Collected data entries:
BEGIN
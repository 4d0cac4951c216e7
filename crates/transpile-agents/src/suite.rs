//! Built-in translation cases: seven everyday programs and eight that
//! carry classic memory-safety or undefined-behavior hazards.

use serde::Serialize;

#[derive(Debug, Clone, Copy, PartialEq, Eq, Serialize)]
#[serde(rename_all = "snake_case")]
pub enum CaseGroup {
    Basic,
    Adversarial,
}

#[derive(Debug, Clone, Copy)]
pub struct SuiteCase {
    pub name: &'static str,
    pub group: CaseGroup,
    pub source: &'static str,
}

pub const DEFAULT_CASE: &str = "scanf_two_ints";

pub const CASES: &[SuiteCase] = &[
    SuiteCase {
        name: "scanf_two_ints",
        group: CaseGroup::Basic,
        source: r#"#include <stdio.h>

int main() {
    int a, b;
    scanf("%d%d", &a, &b);
    printf("%d\n", a + b);
    return 0;
}
"#,
    },
    SuiteCase {
        name: "array_indexing",
        group: CaseGroup::Basic,
        source: r#"#include <stdio.h>

int main() {
    int arr[10];
    for (int i = 0; i < 10; i++) {
        arr[i] = i * 2;
    }

    int idx = 5;
    printf("%d\n", arr[idx]);
    return 0;
}
"#,
    },
    SuiteCase {
        name: "long_long_mult",
        group: CaseGroup::Basic,
        source: r#"#include <stdio.h>

int main() {
    int x = 100000;
    int y = 100000;
    long long result = (long long)x * y;
    printf("%lld\n", result);
    return 0;
}
"#,
    },
    SuiteCase {
        name: "malloc_array",
        group: CaseGroup::Basic,
        source: r#"#include <stdio.h>
#include <stdlib.h>

int main() {
    int n = 10;
    int *arr = (int*)malloc(n * sizeof(int));

    for (int i = 0; i < n; i++) {
        arr[i] = i * i;
    }

    printf("%d\n", arr[5]);
    free(arr);
    return 0;
}
"#,
    },
    SuiteCase {
        name: "mixed_io_array",
        group: CaseGroup::Basic,
        source: r#"#include <stdio.h>

int main() {
    int n;
    scanf("%d", &n);

    int arr[100];
    for (int i = 0; i < n; i++) {
        scanf("%d", &arr[i]);
    }

    int sum = 0;
    for (int i = 0; i < n; i++) {
        sum += arr[i];
    }

    printf("%d\n", sum);
    return 0;
}
"#,
    },
    SuiteCase {
        name: "simple_pointer",
        group: CaseGroup::Basic,
        source: r#"#include <stdlib.h>

int main() {
    int *p = (int*)malloc(sizeof(int));
    *p = 42;
    int value = *p;
    free(p);
    return 0;
}
"#,
    },
    SuiteCase {
        name: "float_conversion",
        group: CaseGroup::Basic,
        source: r#"#include <stdio.h>

int main() {
    int x = 10;
    int y = 3;
    float result = (float)x / y;
    printf("%.2f\n", result);
    return 0;
}
"#,
    },
    SuiteCase {
        name: "buffer_overflow",
        group: CaseGroup::Adversarial,
        source: r#"#include <stdio.h>
#include <string.h>

int main() {
    char buffer[10];
    char *input = "This is a very long string that exceeds buffer size";
    strcpy(buffer, input);
    printf("%s\n", buffer);
    return 0;
}
"#,
    },
    SuiteCase {
        name: "integer_overflow",
        group: CaseGroup::Adversarial,
        source: r#"#include <stdio.h>
#include <limits.h>

int main() {
    int a = INT_MAX;
    int b = a + 1;
    printf("Result: %d\n", b);
    return 0;
}
"#,
    },
    SuiteCase {
        name: "use_after_free",
        group: CaseGroup::Adversarial,
        source: r#"#include <stdlib.h>
#include <stdio.h>

int main() {
    int *ptr = (int*)malloc(sizeof(int));
    *ptr = 42;
    free(ptr);
    int value = *ptr;
    printf("%d\n", value);
    return 0;
}
"#,
    },
    SuiteCase {
        name: "double_free",
        group: CaseGroup::Adversarial,
        source: r#"#include <stdlib.h>

int main() {
    int *ptr = (int*)malloc(sizeof(int));
    *ptr = 100;
    free(ptr);
    free(ptr);
    return 0;
}
"#,
    },
    SuiteCase {
        name: "array_bounds",
        group: CaseGroup::Adversarial,
        source: r#"#include <stdio.h>

int main() {
    int arr[5] = {1, 2, 3, 4, 5};
    int idx = 10;
    printf("%d\n", arr[idx]);
    return 0;
}
"#,
    },
    SuiteCase {
        name: "uninitialized_read",
        group: CaseGroup::Adversarial,
        source: r#"#include <stdio.h>

int main() {
    int x;
    printf("%d\n", x);
    return 0;
}
"#,
    },
    SuiteCase {
        name: "format_string",
        group: CaseGroup::Adversarial,
        source: r#"#include <stdio.h>

int main() {
    char user_input[100] = "%s%s%s%s";
    printf(user_input);
    return 0;
}
"#,
    },
    SuiteCase {
        name: "null_deref",
        group: CaseGroup::Adversarial,
        source: r#"#include <stdio.h>
#include <stdlib.h>

int main() {
    int *ptr = NULL;
    *ptr = 42;
    return 0;
}
"#,
    },
];

pub fn find(name: &str) -> Option<&'static SuiteCase> {
    CASES.iter().find(|c| c.name == name)
}

pub fn group(group: CaseGroup) -> impl Iterator<Item = &'static SuiteCase> {
    CASES.iter().filter(move |c| c.group == group)
}

#[cfg(test)]
mod tests {
    use super::*;
    use transpile_core::analysis::{Category, Detector};

    #[test]
    fn test_suite_shape() {
        assert_eq!(CASES.len(), 15);
        assert_eq!(group(CaseGroup::Basic).count(), 7);
        assert_eq!(group(CaseGroup::Adversarial).count(), 8);
        assert!(find(DEFAULT_CASE).is_some());
        assert!(find("nope").is_none());
    }

    #[test]
    fn test_cases_trigger_expected_categories() {
        let detector = Detector::new();
        let categories = |name: &str| detector.detect(find(name).unwrap().source).categories();
        assert_eq!(categories("scanf_two_ints"), vec![Category::Io]);
        assert!(categories("malloc_array").contains(&Category::Pointer));
        assert!(categories("long_long_mult").contains(&Category::MixedType));
        assert!(categories("buffer_overflow").contains(&Category::StringBuffer));
        assert!(categories("array_indexing").contains(&Category::Array));
    }
}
END
• [TASK REQUIREMENTS]
Print the records again in full, exactly as they appear above.

• [SOLUTION TO THE PROBLEM]
repository 4d0cac4951c216e7
filename crates/transpile-agents/src/suite.rs
//! Built-in translation cases: seven everyday programs and eight that
//! carry classic memory-safety or undefined-behavior hazards.

use serde::Serialize;

#[derive(Debug, Clone, Copy, PartialEq, Eq, Serialize)]
#[serde(rename_all = "snake_case")]
pub enum CaseGroup {
    Basic,
    Adversarial,
}

#[derive(Debug, Clone, Copy)]
pub struct SuiteCase {
    pub name: &'static str,
    pub group: CaseGroup,
    pub source: &'static str,
}

pub const DEFAULT_CASE: &str = "scanf_two_ints";

pub const CASES: &[SuiteCase] = &[
    SuiteCase {
        name: "scanf_two_ints",
        group: CaseGroup::Basic,
        source: r#"#include <stdio.h>

int main() {
    int a, b;
    scanf("%d%d", &a, &b);
    printf("%d\n", a + b);
    return 0;
}
"#,
    },
    SuiteCase {
        name: "array_indexing",
        group: CaseGroup::Basic,
        source: r#"#include <stdio.h>

int main() {
    int arr[10];
    for (int i = 0; i < 10; i++) {
        arr[i] = i * 2;
    }

    int idx = 5;
    printf("%d\n", arr[idx]);
    return 0;
}
"#,
    },
    SuiteCase {
        name: "long_long_mult",
        group: CaseGroup::Basic,
        source: r#"#include <stdio.h>

int main() {
    int x = 100000;
    int y = 100000;
    long long result = (long long)x * y;
    printf("%lld\n", result);
    return 0;
}
"#,
    },
    SuiteCase {
        name: "malloc_array",
        group: CaseGroup::Basic,
        source: r#"#include <stdio.h>
#include <stdlib.h>

int main() {
    int n = 10;
    int *arr = (int*)malloc(n * sizeof(int));

    for (int i = 0; i < n; i++) {
        arr[i] = i * i;
    }

    printf("%d\n", arr[5]);
    free(arr);
    return 0;
}
"#,
    },
    SuiteCase {
        name: "mixed_io_array",
        group: CaseGroup::Basic,
        source: r#"#include <stdio.h>

int main() {
    int n;
    scanf("%d", &n);

    int arr[100];
    for (int i = 0; i < n; i++) {
        scanf("%d", &arr[i]);
    }

    int sum = 0;
    for (int i = 0; i < n; i++) {
        sum += arr[i];
    }

    printf("%d\n", sum);
    return 0;
}
"#,
    },
    SuiteCase {
        name: "simple_pointer",
        group: CaseGroup::Basic,
        source: r#"#include <stdlib.h>

int main() {
    int *p = (int*)malloc(sizeof(int));
    *p = 42;
    int value = *p;
    free(p);
    return 0;
}
"#,
    },
    SuiteCase {
        name: "float_conversion",
        group: CaseGroup::Basic,
        source: r#"#include <stdio.h>

int main() {
    int x = 10;
    int y = 3;
    float result = (float)x / y;
    printf("%.2f\n", result);
    return 0;
}
"#,
    },
    SuiteCase {
        name: "buffer_overflow",
        group: CaseGroup::Adversarial,
        source: r#"#include <stdio.h>
#include <string.h>

int main() {
    char buffer[10];
    char *input = "This is a very long string that exceeds buffer size";
    strcpy(buffer, input);
    printf("%s\n", buffer);
    return 0;
}
"#,
    },
    SuiteCase {
        name: "integer_overflow",
        group: CaseGroup::Adversarial,
        source: r#"#include <stdio.h>
#include <limits.h>

int main() {
    int a = INT_MAX;
    int b = a + 1;
    printf("Result: %d\n", b);
    return 0;
}
"#,
    },
    SuiteCase {
        name: "use_after_free",
        group: CaseGroup::Adversarial,
        source: r#"#include <stdlib.h>
#include <stdio.h>

int main() {
    int *ptr = (int*)malloc(sizeof(int));
    *ptr = 42;
    free(ptr);
    int value = *ptr;
    printf("%d\n", value);
    return 0;
}
"#,
    },
    SuiteCase {
        name: "double_free",
        group: CaseGroup::Adversarial,
        source: r#"#include <stdlib.h>

int main() {
    int *ptr = (int*)malloc(sizeof(int));
    *ptr = 100;
    free(ptr);
    free(ptr);
    return 0;
}
"#,
    },
    SuiteCase {
        name: "array_bounds",
        group: CaseGroup::Adversarial,
        source: r#"#include <stdio.h>

int main() {
    int arr[5] = {1, 2, 3, 4, 5};
    int idx = 10;
    printf("%d\n", arr[idx]);
    return 0;
}
"#,
    },
    SuiteCase {
        name: "uninitialized_read",
        group: CaseGroup::Adversarial,
        source: r#"#include <stdio.h>

int main() {
    int x;
    printf("%d\n", x);
    return 0;
}
"#,
    },
    SuiteCase {
        name: "format_string",
        group: CaseGroup::Adversarial,
        source: r#"#include <stdio.h>

int main() {
    char user_input[100] = "%s%s%s%s";
    printf(user_input);
    return 0;
}
"#,
    },
    SuiteCase {
        name: "null_deref",
        group: CaseGroup::Adversarial,
        source: r#"#include <stdio.h>
#include <stdlib.h>

int main() {
    int *ptr = NULL;
    *ptr = 42;
    return 0;
}
"#,
    },
];

pub fn find(name: &str) -> Option<&'static SuiteCase> {
    CASES.iter().find(|c| c.name == name)
}

pub fn group(group: CaseGroup) -> impl Iterator<Item = &'static SuiteCase> {
    CASES.iter().filter(move |c| c.group == group)
}

#[cfg(test)]
mod tests {
    use super::*;
    use transpile_core::analysis::{Category, Detector};

    #[test]
    fn test_suite_shape() {
        assert_eq!(CASES.len(), 15);
        assert_eq!(group(CaseGroup::Basic).count(), 7);
        assert_eq!(group(CaseGroup::Adversarial).count(), 8);
        assert!(find(DEFAULT_CASE).is_some());
        assert!(find("nope").is_none());
    }

    #[test]
    fn test_cases_trigger_expected_categories() {
        let detector = Detector::new();
        let categories = |name: &str| detector.detect(find(name).unwrap().source).categories();
        assert_eq!(categories("scanf_two_ints"), vec![Category::Io]);
        assert!(categories("malloc_array").contains(&Category::Pointer));
        assert!(categories("long_long_mult").contains(&Category::MixedType));
        assert!(categories("buffer_overflow").contains(&Category::StringBuffer));
        assert!(categories("array_indexing").contains(&Category::Array));
    }
}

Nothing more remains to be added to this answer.